**Task objective**
Provide the material again, with every line intact and exact.

**Information supplied**
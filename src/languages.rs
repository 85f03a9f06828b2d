//! Built-in catalogue of supported languages.
//!
//! The catalogue order is the default preference order used before the user
//! has saved anything. Display names are the languages' own names.

use crate::domain::Row;
use std::collections::HashSet;

/// Supported `(code, display name)` pairs in default priority order.
pub const CATALOG: &[(&str, &str)] = &[
    ("en", "English"),
    ("de", "Deutsch"),
    ("fr", "Français"),
    ("es", "Español"),
    ("it", "Italiano"),
    ("pt", "Português"),
    ("nl", "Nederlands"),
    ("pl", "Polski"),
    ("cs", "Čeština"),
    ("sk", "Slovenčina"),
    ("hu", "Magyar"),
    ("ro", "Română"),
    ("fi", "Suomi"),
    ("sv", "Svenska"),
    ("da", "Dansk"),
    ("nb", "Norsk bokmål"),
    ("tr", "Türkçe"),
    ("el", "Ελληνικά"),
    ("ru", "Русский"),
    ("uk", "Українська"),
    ("be", "Беларуская"),
    ("ar", "العربية"),
    ("he", "עברית"),
    ("hi", "हिन्दी"),
    ("th", "ไทย"),
    ("vi", "Tiếng Việt"),
    ("id", "Bahasa Indonesia"),
    ("ja", "日本語"),
    ("ko", "한국어"),
    ("zh-Hans", "简体中文"),
    ("zh-Hant", "繁體中文"),
];

/// Looks up the display name for a language code.
///
/// # Examples
///
/// ```
/// use langorder::languages::display_name;
///
/// assert_eq!(display_name("de"), Some("Deutsch"));
/// assert_eq!(display_name("tlh"), None);
/// ```
#[must_use]
pub fn display_name(code: &str) -> Option<&'static str> {
    CATALOG
        .iter()
        .find(|(known, _)| *known == code)
        .map(|(_, name)| *name)
}

/// The whole catalogue as rows, in default order.
#[must_use]
pub fn default_rows() -> Vec<Row> {
    CATALOG
        .iter()
        .map(|(code, name)| Row::new(*code, *name))
        .collect()
}

/// Turns stored codes into display rows.
///
/// Stored order wins. A repeated code keeps only its first position, unknown
/// codes are kept with the code as their name, and catalogue languages the
/// stored list does not mention are appended in catalogue order.
///
/// # Examples
///
/// ```
/// use langorder::languages::{resolve, CATALOG};
///
/// let rows = resolve(&["fr".to_string(), "en".to_string()]);
/// assert_eq!(rows[0].code, "fr");
/// assert_eq!(rows[1].code, "en");
/// assert_eq!(rows.len(), CATALOG.len());
/// ```
#[must_use]
pub fn resolve(codes: &[String]) -> Vec<Row> {
    let mut seen: HashSet<&str> = HashSet::with_capacity(codes.len());
    let mut rows = Vec::with_capacity(CATALOG.len().max(codes.len()));

    for code in codes {
        if !seen.insert(code.as_str()) {
            tracing::debug!(code = %code, "dropping repeated language code");
            continue;
        }
        let name = display_name(code).map_or_else(
            || {
                tracing::debug!(code = %code, "unknown language code, keeping as is");
                code.clone()
            },
            ToString::to_string,
        );
        rows.push(Row::new(code.clone(), name));
    }

    for (code, name) in CATALOG {
        if !seen.contains(code) {
            rows.push(Row::new(*code, *name));
        }
    }

    rows
}

#[cfg(test)]
mod tests {
    use super::*;

    fn codes(rows: &[Row]) -> Vec<&str> {
        rows.iter().map(|row| row.code.as_str()).collect()
    }

    #[test]
    fn catalogue_codes_are_unique() {
        let unique: HashSet<&str> = CATALOG.iter().map(|(code, _)| *code).collect();
        assert_eq!(unique.len(), CATALOG.len());
    }

    #[test]
    fn resolve_empty_yields_default_order() {
        assert_eq!(resolve(&[]), default_rows());
    }

    #[test]
    fn resolve_keeps_stored_order_and_appends_the_rest() {
        let rows = resolve(&["ja".to_string(), "en".to_string()]);
        assert_eq!(&codes(&rows)[..3], &["ja", "en", "de"]);
        assert_eq!(rows[0].name, "日本語");
        assert_eq!(rows.len(), CATALOG.len());
    }

    #[test]
    fn resolve_keeps_unknown_codes_and_drops_repeats() {
        let rows = resolve(&["xx".to_string(), "de".to_string(), "xx".to_string()]);
        assert_eq!(rows[0], Row::new("xx", "xx"));
        assert_eq!(rows[1].code, "de");
        assert_eq!(rows.iter().filter(|row| row.code == "xx").count(), 1);
        assert_eq!(rows.len(), CATALOG.len() + 1);
    }
}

**Response to the exercise**
filename src/languages.rs
repository 85f03a9f06828b2d
//! Built-in catalogue of supported languages.
//!
//! The catalogue order is the default preference order used before the user
//! has saved anything. Display names are the languages' own names.

use crate::domain::Row;
use std::collections::HashSet;

/// Supported `(code, display name)` pairs in default priority order.
pub const CATALOG: &[(&str, &str)] = &[
    ("en", "English"),
    ("de", "Deutsch"),
    ("fr", "Français"),
    ("es", "Español"),
    ("it", "Italiano"),
    ("pt", "Português"),
    ("nl", "Nederlands"),
    ("pl", "Polski"),
    ("cs", "Čeština"),
    ("sk", "Slovenčina"),
    ("hu", "Magyar"),
    ("ro", "Română"),
    ("fi", "Suomi"),
    ("sv", "Svenska"),
    ("da", "Dansk"),
    ("nb", "Norsk bokmål"),
    ("tr", "Türkçe"),
    ("el", "Ελληνικά"),
    ("ru", "Русский"),
    ("uk", "Українська"),
    ("be", "Беларуская"),
    ("ar", "العربية"),
    ("he", "עברית"),
    ("hi", "हिन्दी"),
    ("th", "ไทย"),
    ("vi", "Tiếng Việt"),
    ("id", "Bahasa Indonesia"),
    ("ja", "日本語"),
    ("ko", "한국어"),
    ("zh-Hans", "简体中文"),
    ("zh-Hant", "繁體中文"),
];

/// Looks up the display name for a language code.
///
/// # Examples
///
/// ```
/// use langorder::languages::display_name;
///
/// assert_eq!(display_name("de"), Some("Deutsch"));
/// assert_eq!(display_name("tlh"), None);
/// ```
#[must_use]
pub fn display_name(code: &str) -> Option<&'static str> {
    CATALOG
        .iter()
        .find(|(known, _)| *known == code)
        .map(|(_, name)| *name)
}

/// The whole catalogue as rows, in default order.
#[must_use]
pub fn default_rows() -> Vec<Row> {
    CATALOG
        .iter()
        .map(|(code, name)| Row::new(*code, *name))
        .collect()
}

/// Turns stored codes into display rows.
///
/// Stored order wins. A repeated code keeps only its first position, unknown
/// codes are kept with the code as their name, and catalogue languages the
/// stored list does not mention are appended in catalogue order.
///
/// # Examples
///
/// ```
/// use langorder::languages::{resolve, CATALOG};
///
/// let rows = resolve(&["fr".to_string(), "en".to_string()]);
/// assert_eq!(rows[0].code, "fr");
/// assert_eq!(rows[1].code, "en");
/// assert_eq!(rows.len(), CATALOG.len());
/// ```
#[must_use]
pub fn resolve(codes: &[String]) -> Vec<Row> {
    let mut seen: HashSet<&str> = HashSet::with_capacity(codes.len());
    let mut rows = Vec::with_capacity(CATALOG.len().max(codes.len()));

    for code in codes {
        if !seen.insert(code.as_str()) {
            tracing::debug!(code = %code, "dropping repeated language code");
            continue;
        }
        let name = display_name(code).map_or_else(
            || {
                tracing::debug!(code = %code, "unknown language code, keeping as is");
                code.clone()
            },
            ToString::to_string,
        );
        rows.push(Row::new(code.clone(), name));
    }

    for (code, name) in CATALOG {
        if !seen.contains(code) {
            rows.push(Row::new(*code, *name));
        }
    }

    rows
}

#[cfg(test)]
mod tests {
    use super::*;

    fn codes(rows: &[Row]) -> Vec<&str> {
        rows.iter().map(|row| row.code.as_str()).collect()
    }

    #[test]
    fn catalogue_codes_are_unique() {
        let unique: HashSet<&str> = CATALOG.iter().map(|(code, _)| *code).collect();
        assert_eq!(unique.len(), CATALOG.len());
    }

    #[test]
    fn resolve_empty_yields_default_order() {
        assert_eq!(resolve(&[]), default_rows());
    }

    #[test]
    fn resolve_keeps_stored_order_and_appends_the_rest() {
        let rows = resolve(&["ja".to_string(), "en".to_string()]);
        assert_eq!(&codes(&rows)[..3], &["ja", "en", "de"]);
        assert_eq!(rows[0].name, "日本語");
        assert_eq!(rows.len(), CATALOG.len());
    }

    #[test]
    fn resolve_keeps_unknown_codes_and_drops_repeats() {
        let rows = resolve(&["xx".to_string(), "de".to_string(), "xx".to_string()]);
        assert_eq!(rows[0], Row::new("xx", "xx"));
        assert_eq!(rows[1].code, "de");
        assert_eq!(rows.iter().filter(|row| row.code == "xx").count(), 1);
        assert_eq!(rows.len(), CATALOG.len() + 1);
    }
}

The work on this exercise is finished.